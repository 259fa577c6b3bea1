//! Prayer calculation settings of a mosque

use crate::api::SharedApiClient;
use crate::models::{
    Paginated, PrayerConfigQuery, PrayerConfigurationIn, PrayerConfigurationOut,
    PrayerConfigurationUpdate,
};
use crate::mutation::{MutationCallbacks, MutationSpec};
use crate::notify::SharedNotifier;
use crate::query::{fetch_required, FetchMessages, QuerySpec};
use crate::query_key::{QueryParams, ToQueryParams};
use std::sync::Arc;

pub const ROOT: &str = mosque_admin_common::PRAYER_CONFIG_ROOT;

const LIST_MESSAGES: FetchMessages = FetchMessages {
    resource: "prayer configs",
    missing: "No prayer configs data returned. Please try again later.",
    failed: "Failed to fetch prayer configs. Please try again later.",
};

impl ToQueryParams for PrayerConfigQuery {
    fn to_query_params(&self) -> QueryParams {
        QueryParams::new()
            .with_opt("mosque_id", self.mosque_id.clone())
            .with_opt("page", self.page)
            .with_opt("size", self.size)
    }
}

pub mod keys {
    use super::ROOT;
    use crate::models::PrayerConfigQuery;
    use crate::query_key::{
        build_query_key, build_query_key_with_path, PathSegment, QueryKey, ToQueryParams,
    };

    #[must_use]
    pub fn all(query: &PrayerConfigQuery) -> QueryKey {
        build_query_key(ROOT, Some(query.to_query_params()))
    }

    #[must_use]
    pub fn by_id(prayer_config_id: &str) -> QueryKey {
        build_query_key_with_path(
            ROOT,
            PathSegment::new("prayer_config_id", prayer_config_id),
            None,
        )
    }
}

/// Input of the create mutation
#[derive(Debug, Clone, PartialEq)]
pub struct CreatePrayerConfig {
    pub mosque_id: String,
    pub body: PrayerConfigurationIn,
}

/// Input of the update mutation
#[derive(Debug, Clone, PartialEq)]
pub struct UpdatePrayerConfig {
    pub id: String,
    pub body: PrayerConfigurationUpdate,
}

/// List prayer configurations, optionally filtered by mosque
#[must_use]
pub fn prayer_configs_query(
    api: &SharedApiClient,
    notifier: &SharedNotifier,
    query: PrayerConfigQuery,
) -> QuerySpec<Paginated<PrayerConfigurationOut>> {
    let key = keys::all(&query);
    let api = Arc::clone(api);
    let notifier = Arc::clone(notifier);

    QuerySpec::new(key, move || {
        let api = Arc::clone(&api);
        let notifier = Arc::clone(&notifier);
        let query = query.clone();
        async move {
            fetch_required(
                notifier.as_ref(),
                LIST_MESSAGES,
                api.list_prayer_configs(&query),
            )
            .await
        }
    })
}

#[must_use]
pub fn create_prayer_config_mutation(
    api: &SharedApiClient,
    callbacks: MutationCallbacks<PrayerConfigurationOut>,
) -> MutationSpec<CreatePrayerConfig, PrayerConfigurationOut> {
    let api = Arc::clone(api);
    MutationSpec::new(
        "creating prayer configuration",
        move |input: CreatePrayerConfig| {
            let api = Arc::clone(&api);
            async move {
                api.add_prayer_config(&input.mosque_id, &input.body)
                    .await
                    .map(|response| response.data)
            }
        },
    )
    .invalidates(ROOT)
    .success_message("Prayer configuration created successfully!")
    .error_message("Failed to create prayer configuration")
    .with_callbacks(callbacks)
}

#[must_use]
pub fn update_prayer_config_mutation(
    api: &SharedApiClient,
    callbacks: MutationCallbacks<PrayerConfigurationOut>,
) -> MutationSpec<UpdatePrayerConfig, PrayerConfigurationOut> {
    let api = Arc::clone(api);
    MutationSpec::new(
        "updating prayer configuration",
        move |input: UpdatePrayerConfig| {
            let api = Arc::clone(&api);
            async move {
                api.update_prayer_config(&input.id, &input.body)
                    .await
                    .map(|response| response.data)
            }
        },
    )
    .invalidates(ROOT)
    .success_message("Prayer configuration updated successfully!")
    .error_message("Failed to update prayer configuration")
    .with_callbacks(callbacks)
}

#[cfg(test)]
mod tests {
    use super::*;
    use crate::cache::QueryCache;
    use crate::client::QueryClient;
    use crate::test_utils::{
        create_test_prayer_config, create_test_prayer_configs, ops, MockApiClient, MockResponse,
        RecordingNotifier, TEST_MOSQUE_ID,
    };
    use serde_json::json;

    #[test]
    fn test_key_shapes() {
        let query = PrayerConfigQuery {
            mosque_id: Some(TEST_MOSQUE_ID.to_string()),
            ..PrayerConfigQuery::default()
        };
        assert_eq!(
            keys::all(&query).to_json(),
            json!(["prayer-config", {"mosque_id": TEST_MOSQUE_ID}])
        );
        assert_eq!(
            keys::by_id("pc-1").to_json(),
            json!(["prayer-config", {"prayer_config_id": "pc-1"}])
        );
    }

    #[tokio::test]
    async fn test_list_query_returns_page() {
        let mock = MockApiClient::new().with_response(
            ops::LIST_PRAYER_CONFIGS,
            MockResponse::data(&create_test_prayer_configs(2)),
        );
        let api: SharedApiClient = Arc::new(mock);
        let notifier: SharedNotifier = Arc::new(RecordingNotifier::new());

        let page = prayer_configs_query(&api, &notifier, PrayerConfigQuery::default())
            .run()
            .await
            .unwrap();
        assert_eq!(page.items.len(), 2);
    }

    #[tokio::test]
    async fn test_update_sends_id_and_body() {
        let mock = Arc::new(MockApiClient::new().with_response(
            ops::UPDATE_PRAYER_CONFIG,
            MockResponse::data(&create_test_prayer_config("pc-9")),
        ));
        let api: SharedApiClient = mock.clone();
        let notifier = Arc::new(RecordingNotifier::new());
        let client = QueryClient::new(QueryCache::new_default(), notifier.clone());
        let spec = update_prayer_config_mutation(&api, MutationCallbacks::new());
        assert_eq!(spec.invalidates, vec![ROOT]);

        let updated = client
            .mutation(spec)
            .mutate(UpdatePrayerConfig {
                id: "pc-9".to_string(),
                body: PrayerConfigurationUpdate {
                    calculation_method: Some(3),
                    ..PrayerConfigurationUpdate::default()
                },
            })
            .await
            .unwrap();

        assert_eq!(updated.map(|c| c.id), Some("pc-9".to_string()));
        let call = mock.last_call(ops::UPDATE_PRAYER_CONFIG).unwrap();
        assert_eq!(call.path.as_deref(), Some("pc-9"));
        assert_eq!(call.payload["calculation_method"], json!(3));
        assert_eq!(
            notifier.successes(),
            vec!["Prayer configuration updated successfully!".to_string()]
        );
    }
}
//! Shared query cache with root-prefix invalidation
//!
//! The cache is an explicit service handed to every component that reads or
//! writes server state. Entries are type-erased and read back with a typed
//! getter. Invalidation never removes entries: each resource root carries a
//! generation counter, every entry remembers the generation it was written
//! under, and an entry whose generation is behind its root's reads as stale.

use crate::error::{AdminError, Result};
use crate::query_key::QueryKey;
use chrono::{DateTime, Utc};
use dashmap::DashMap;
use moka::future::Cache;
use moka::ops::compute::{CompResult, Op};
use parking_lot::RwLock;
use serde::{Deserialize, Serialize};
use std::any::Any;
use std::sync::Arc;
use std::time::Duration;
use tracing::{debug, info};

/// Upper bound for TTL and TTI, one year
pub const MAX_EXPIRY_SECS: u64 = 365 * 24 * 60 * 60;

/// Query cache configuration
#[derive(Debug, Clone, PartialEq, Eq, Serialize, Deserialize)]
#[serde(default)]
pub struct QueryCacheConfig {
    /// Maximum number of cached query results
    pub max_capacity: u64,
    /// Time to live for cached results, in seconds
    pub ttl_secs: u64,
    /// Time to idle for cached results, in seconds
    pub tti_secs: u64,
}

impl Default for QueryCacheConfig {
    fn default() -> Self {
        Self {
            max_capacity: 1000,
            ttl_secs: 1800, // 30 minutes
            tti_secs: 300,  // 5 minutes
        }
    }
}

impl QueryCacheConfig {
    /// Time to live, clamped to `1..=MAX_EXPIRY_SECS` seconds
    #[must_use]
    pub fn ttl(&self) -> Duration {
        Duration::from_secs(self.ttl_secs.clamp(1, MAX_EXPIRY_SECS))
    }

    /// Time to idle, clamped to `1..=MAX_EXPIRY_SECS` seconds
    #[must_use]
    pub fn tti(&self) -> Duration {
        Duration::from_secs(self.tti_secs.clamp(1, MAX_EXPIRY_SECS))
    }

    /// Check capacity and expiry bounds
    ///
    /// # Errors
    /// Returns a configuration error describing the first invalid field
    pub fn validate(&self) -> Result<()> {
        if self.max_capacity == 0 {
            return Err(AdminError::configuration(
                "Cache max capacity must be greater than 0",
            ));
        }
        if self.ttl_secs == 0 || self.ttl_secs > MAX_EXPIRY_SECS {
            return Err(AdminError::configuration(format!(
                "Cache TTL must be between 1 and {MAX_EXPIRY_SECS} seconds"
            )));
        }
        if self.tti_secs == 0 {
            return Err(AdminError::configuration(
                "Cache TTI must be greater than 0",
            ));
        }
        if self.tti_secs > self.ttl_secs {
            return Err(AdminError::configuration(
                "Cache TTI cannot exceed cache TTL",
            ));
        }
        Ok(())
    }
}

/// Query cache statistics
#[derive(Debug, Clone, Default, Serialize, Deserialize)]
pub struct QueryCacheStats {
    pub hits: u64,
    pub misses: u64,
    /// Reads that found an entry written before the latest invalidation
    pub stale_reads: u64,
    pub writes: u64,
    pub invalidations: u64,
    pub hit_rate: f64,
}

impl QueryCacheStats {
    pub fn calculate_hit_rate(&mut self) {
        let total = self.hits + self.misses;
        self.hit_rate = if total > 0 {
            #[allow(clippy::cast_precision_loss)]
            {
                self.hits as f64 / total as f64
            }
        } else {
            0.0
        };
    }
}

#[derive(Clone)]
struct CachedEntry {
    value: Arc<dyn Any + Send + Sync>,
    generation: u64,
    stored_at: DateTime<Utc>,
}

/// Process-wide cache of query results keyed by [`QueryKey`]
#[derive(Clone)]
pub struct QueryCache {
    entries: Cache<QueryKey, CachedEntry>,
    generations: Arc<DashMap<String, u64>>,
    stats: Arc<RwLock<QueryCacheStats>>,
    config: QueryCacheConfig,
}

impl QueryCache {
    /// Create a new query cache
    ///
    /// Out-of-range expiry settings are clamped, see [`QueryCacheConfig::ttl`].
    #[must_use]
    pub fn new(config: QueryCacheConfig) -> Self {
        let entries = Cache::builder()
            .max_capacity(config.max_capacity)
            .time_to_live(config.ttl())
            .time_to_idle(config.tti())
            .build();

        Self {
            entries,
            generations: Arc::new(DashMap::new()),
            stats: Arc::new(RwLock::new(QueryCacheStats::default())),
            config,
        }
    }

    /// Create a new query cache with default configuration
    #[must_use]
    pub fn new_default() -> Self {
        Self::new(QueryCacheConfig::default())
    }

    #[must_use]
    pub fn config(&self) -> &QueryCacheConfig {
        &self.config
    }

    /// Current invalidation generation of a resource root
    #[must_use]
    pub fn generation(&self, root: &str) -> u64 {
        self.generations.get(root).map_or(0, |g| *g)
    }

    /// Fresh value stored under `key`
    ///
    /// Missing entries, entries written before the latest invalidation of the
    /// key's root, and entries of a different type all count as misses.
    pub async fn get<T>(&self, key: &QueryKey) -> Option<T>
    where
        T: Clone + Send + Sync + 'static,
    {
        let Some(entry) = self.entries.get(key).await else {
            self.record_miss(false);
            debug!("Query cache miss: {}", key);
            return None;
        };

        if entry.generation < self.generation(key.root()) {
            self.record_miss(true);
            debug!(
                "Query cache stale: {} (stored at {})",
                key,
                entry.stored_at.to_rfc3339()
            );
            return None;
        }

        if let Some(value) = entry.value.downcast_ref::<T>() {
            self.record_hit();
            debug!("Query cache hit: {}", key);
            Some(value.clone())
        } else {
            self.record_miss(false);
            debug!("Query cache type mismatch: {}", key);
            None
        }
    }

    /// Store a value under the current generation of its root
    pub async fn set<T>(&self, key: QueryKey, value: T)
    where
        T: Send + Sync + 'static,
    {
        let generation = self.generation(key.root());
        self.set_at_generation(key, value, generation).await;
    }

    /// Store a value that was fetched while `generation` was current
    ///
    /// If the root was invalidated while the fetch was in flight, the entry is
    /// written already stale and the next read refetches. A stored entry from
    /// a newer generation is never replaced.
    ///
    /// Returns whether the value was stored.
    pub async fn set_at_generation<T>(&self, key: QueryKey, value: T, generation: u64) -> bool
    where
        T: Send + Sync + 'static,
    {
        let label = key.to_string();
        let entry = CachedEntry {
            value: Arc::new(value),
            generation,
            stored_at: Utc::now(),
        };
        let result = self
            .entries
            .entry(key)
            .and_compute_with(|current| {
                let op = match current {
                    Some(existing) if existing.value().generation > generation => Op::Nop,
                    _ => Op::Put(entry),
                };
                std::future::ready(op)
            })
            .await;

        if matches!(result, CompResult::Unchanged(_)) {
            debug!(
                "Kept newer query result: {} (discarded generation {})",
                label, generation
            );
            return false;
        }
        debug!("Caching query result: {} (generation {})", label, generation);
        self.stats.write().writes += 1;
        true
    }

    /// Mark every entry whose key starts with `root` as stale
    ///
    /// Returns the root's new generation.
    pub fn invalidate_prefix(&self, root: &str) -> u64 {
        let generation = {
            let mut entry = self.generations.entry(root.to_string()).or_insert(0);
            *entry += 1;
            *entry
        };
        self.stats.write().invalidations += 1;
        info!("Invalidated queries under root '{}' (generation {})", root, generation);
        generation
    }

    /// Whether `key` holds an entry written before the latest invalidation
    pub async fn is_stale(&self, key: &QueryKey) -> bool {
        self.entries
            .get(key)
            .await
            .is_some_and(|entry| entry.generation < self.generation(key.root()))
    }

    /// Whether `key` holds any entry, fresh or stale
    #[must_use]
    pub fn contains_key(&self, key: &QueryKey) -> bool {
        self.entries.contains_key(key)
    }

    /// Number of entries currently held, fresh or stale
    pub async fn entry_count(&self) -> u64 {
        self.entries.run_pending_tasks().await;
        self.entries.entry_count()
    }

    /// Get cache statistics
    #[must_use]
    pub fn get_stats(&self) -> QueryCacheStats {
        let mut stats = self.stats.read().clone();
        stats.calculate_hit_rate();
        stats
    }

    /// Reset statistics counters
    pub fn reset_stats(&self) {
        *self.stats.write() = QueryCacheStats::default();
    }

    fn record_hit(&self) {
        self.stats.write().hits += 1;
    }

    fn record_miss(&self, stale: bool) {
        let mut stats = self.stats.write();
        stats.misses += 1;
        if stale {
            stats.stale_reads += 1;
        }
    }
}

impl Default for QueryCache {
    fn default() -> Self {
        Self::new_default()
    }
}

WHAT THE EXERCISE ASKS =
Using the listing above, pull out all lines that hold the word "statistics".

ANSWER AREA =
/// Query cache statistics
    /// Get cache statistics
    /// Reset statistics counters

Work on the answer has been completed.